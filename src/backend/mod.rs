//! Backend driver contract
//!
//! Every runtime (native LXC, Proxmox-managed LXC, Proxmox-managed VMs,
//! crun) implements [`BackendDriver`]. Drivers know nothing about routing or
//! identity mapping: they address resources by the numeric VMID the
//! orchestrator hands them.

pub mod command;
pub mod crun;
pub mod lxc;
pub mod proxmox;

pub use self::crun::CrunDriver;
pub use self::lxc::LxcDriver;
pub use self::proxmox::{GuestType, ProxmoxClient, ProxmoxDriver};

use std::collections::{BTreeMap, HashMap};
use std::sync::Arc;
use std::time::Duration;

use serde::{Deserialize, Serialize};

use crate::config::RuntimeConfig;
use crate::container::{Mount, NetworkConfig};
use crate::error::{BackendError, BackendResult};
use crate::{Error, Result};

/// Proxmox numeric guest identifier
pub type Vmid = u32;

/// The runtime a container is executed by
#[derive(Debug, Clone, Copy, PartialEq, Eq, Hash, PartialOrd, Ord, Serialize, Deserialize)]
pub enum BackendKind {
    /// Native LXC via the lxc-* tools
    #[serde(rename = "lxc")]
    Lxc,
    /// LXC container managed through the Proxmox API
    #[serde(rename = "pve-lxc")]
    ProxmoxLxc,
    /// QEMU VM managed through the Proxmox API
    #[serde(rename = "pve-vm")]
    ProxmoxVm,
    /// OCI bundle executed by crun
    #[serde(rename = "crun")]
    Crun,
}

impl BackendKind {
    pub const ALL: [BackendKind; 4] = [
        BackendKind::Lxc,
        BackendKind::ProxmoxLxc,
        BackendKind::ProxmoxVm,
        BackendKind::Crun,
    ];

    pub fn as_str(&self) -> &'static str {
        match self {
            BackendKind::Lxc => "lxc",
            BackendKind::ProxmoxLxc => "pve-lxc",
            BackendKind::ProxmoxVm => "pve-vm",
            BackendKind::Crun => "crun",
        }
    }
}

impl std::fmt::Display for BackendKind {
    fn fmt(&self, f: &mut std::fmt::Formatter<'_>) -> std::fmt::Result {
        f.write_str(self.as_str())
    }
}

impl std::str::FromStr for BackendKind {
    type Err = Error;

    fn from_str(s: &str) -> Result<Self> {
        match s.trim().to_ascii_lowercase().as_str() {
            "lxc" => Ok(BackendKind::Lxc),
            "pve-lxc" | "proxmox-lxc" => Ok(BackendKind::ProxmoxLxc),
            "pve-vm" | "proxmox-vm" | "qemu" => Ok(BackendKind::ProxmoxVm),
            "crun" | "oci" => Ok(BackendKind::Crun),
            other => Err(Error::Config(format!("unknown backend kind '{}'", other))),
        }
    }
}

/// Status of a resource as reported by its backend
#[derive(Debug, Clone, Copy, PartialEq, Eq, Serialize, Deserialize)]
#[serde(rename_all = "lowercase")]
pub enum BackendState {
    Created,
    Running,
    Stopped,
    Paused,
    Unknown,
}

impl std::fmt::Display for BackendState {
    fn fmt(&self, f: &mut std::fmt::Formatter<'_>) -> std::fmt::Result {
        match self {
            BackendState::Created => write!(f, "created"),
            BackendState::Running => write!(f, "running"),
            BackendState::Stopped => write!(f, "stopped"),
            BackendState::Paused => write!(f, "paused"),
            BackendState::Unknown => write!(f, "unknown"),
        }
    }
}

/// Live information about one backend resource
#[derive(Debug, Clone, PartialEq, Serialize, Deserialize)]
pub struct ContainerInfo {
    pub vmid: Vmid,
    pub name: Option<String>,
    pub state: BackendState,
    pub pid: Option<u32>,
    pub ip_address: Option<String>,
    pub memory_used_mb: Option<u64>,
    pub uptime_secs: Option<u64>,
    pub exit_code: Option<i32>,
}

impl ContainerInfo {
    pub fn new(vmid: Vmid, state: BackendState) -> Self {
        Self {
            vmid,
            name: None,
            state,
            pid: None,
            ip_address: None,
            memory_used_mb: None,
            uptime_secs: None,
            exit_code: None,
        }
    }
}

/// Output of a command run inside a resource
#[derive(Debug, Clone, PartialEq, Eq, Serialize, Deserialize)]
pub struct ExecResult {
    pub exit_code: i32,
    pub stdout: String,
    pub stderr: String,
}

/// Backend-native configuration produced from a generic container config
#[derive(Debug, Clone, PartialEq, Serialize, Deserialize)]
pub struct BackendConfig {
    pub vmid: Vmid,
    pub hostname: String,
    pub memory_mb: u64,
    pub cpu_shares: u64,
    pub cores: Option<u32>,
    pub cpu_quota: Option<i64>,
    pub cpu_period: Option<u64>,
    /// Template, image, clone source or rootfs path depending on the backend
    pub rootfs: String,
    pub network: Option<NetworkConfig>,
    pub mounts: Vec<Mount>,
    pub env: BTreeMap<String, String>,
    pub command: Vec<String>,
    pub working_dir: Option<String>,
    pub labels: BTreeMap<String, String>,
}

impl BackendConfig {
    /// Fold a resource update into the stored native config
    pub fn apply(&mut self, update: &ResourceUpdate) {
        if let Some(mb) = update.memory_mb {
            self.memory_mb = mb;
        }
        if let Some(shares) = update.cpu_shares {
            self.cpu_shares = shares;
        }
        if update.cpu_quota.is_some() {
            self.cpu_quota = update.cpu_quota;
        }
        if update.cpu_period.is_some() {
            self.cpu_period = update.cpu_period;
        }
        if update.cores.is_some() {
            self.cores = update.cores;
        }
    }
}

/// Resource changes in backend units
#[derive(Debug, Clone, Default, PartialEq, Eq, Serialize, Deserialize)]
pub struct ResourceUpdate {
    pub memory_mb: Option<u64>,
    pub cpu_shares: Option<u64>,
    pub cpu_quota: Option<i64>,
    pub cpu_period: Option<u64>,
    pub cores: Option<u32>,
}

impl ResourceUpdate {
    pub fn is_empty(&self) -> bool {
        self.memory_mb.is_none()
            && self.cpu_shares.is_none()
            && self.cpu_quota.is_none()
            && self.cpu_period.is_none()
            && self.cores.is_none()
    }

    /// Combine with a newer update; fields set in `newer` win
    pub fn merge(self, newer: &ResourceUpdate) -> ResourceUpdate {
        ResourceUpdate {
            memory_mb: newer.memory_mb.or(self.memory_mb),
            cpu_shares: newer.cpu_shares.or(self.cpu_shares),
            cpu_quota: newer.cpu_quota.or(self.cpu_quota),
            cpu_period: newer.cpu_period.or(self.cpu_period),
            cores: newer.cores.or(self.cores),
        }
    }
}

/// Uniform operation set implemented once per backend kind.
///
/// Calls block for the duration of an external process or HTTP round-trip.
#[cfg_attr(test, mockall::automock)]
pub trait BackendDriver: Send + Sync {
    fn kind(&self) -> BackendKind;

    /// Provision the backend-native resource
    fn create(&self, config: &BackendConfig) -> BackendResult<()>;

    fn start(&self, vmid: Vmid) -> BackendResult<()>;

    /// Request shutdown, allowing `timeout` for a clean stop when given
    fn stop(&self, vmid: Vmid, timeout: Option<Duration>) -> BackendResult<()>;

    fn delete(&self, vmid: Vmid) -> BackendResult<()>;

    fn list(&self) -> BackendResult<Vec<ContainerInfo>>;

    fn info(&self, vmid: Vmid) -> BackendResult<ContainerInfo>;

    /// Run a command inside the resource.
    ///
    /// A command that ran to completion is `Ok` whatever its exit code;
    /// running past `timeout` is `Timeout`.
    fn exec(&self, vmid: Vmid, command: &[String], timeout: Duration) -> BackendResult<ExecResult>;

    fn update_resources(&self, vmid: Vmid, update: &ResourceUpdate) -> BackendResult<()>;

    fn pause(&self, _vmid: Vmid) -> BackendResult<()> {
        Err(BackendError::UnsupportedOperation(format!("{} cannot pause", self.kind())))
    }

    fn resume(&self, _vmid: Vmid) -> BackendResult<()> {
        Err(BackendError::UnsupportedOperation(format!("{} cannot resume", self.kind())))
    }
}

/// Drivers available to the orchestrator, one per backend kind
#[derive(Clone, Default)]
pub struct DriverRegistry {
    drivers: HashMap<BackendKind, Arc<dyn BackendDriver>>,
}

impl DriverRegistry {
    pub fn new() -> Self {
        Self::default()
    }

    /// Build the registry from runtime configuration.
    ///
    /// LXC and crun are always registered; the Proxmox drivers only when an
    /// API endpoint is configured.
    pub fn from_config(config: &RuntimeConfig) -> Result<Self> {
        let mut registry = Self::new();
        registry.register(Arc::new(LxcDriver::new(config.lxc.clone())));
        registry.register(Arc::new(CrunDriver::new(
            config.crun.clone(),
            config.bundle_root(),
        )));

        if let Some(ref pve) = config.proxmox {
            let client = Arc::new(ProxmoxClient::new(pve.clone())?);
            registry.register(Arc::new(ProxmoxDriver::new(client.clone(), GuestType::Lxc)));
            registry.register(Arc::new(ProxmoxDriver::new(client, GuestType::Qemu)));
        }

        Ok(registry)
    }

    pub fn register(&mut self, driver: Arc<dyn BackendDriver>) {
        tracing::debug!(backend = %driver.kind(), "Registered backend driver");
        self.drivers.insert(driver.kind(), driver);
    }

    pub fn with(mut self, driver: Arc<dyn BackendDriver>) -> Self {
        self.register(driver);
        self
    }

    pub fn get(&self, kind: BackendKind) -> Result<Arc<dyn BackendDriver>> {
        self.drivers.get(&kind).cloned().ok_or_else(|| {
            Error::backend(
                kind,
                BackendError::UnsupportedOperation(format!("no driver registered for {}", kind)),
            )
        })
    }

    pub fn kinds(&self) -> Vec<BackendKind> {
        let mut kinds: Vec<_> = self.drivers.keys().copied().collect();
        kinds.sort();
        kinds
    }
}

#[cfg(test)]
mod tests {
    use super::*;

    #[test]
    fn test_backend_kind_parse_and_display() {
        assert_eq!("pve-vm".parse::<BackendKind>().unwrap(), BackendKind::ProxmoxVm);
        assert_eq!("OCI".parse::<BackendKind>().unwrap(), BackendKind::Crun);
        assert!("docker".parse::<BackendKind>().is_err());
        for kind in BackendKind::ALL {
            assert_eq!(kind.to_string().parse::<BackendKind>().unwrap(), kind);
        }
    }

    #[test]
    fn test_backend_kind_serde_names() {
        let json = serde_json::to_string(&BackendKind::ProxmoxLxc).unwrap();
        assert_eq!(json, "\"pve-lxc\"");
    }

    #[test]
    fn test_resource_update_merge() {
        let pending = ResourceUpdate {
            memory_mb: Some(512),
            cpu_shares: Some(1024),
            ..Default::default()
        };
        let newer = ResourceUpdate {
            memory_mb: Some(1024),
            ..Default::default()
        };
        let merged = pending.merge(&newer);
        assert_eq!(merged.memory_mb, Some(1024));
        assert_eq!(merged.cpu_shares, Some(1024));
        assert!(ResourceUpdate::default().is_empty());
    }

    #[test]
    fn test_registry_missing_driver() {
        let registry = DriverRegistry::new();
        let err = registry.get(BackendKind::ProxmoxVm).err().unwrap();
        assert_eq!(err.kind(), crate::ErrorKind::UnsupportedOperation);
    }
}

⁂

**PROBLEM STATEMENT**. State the number of lines above that hold the word "resume", and say nothing else.

**SOLVED EXERCISE**. 2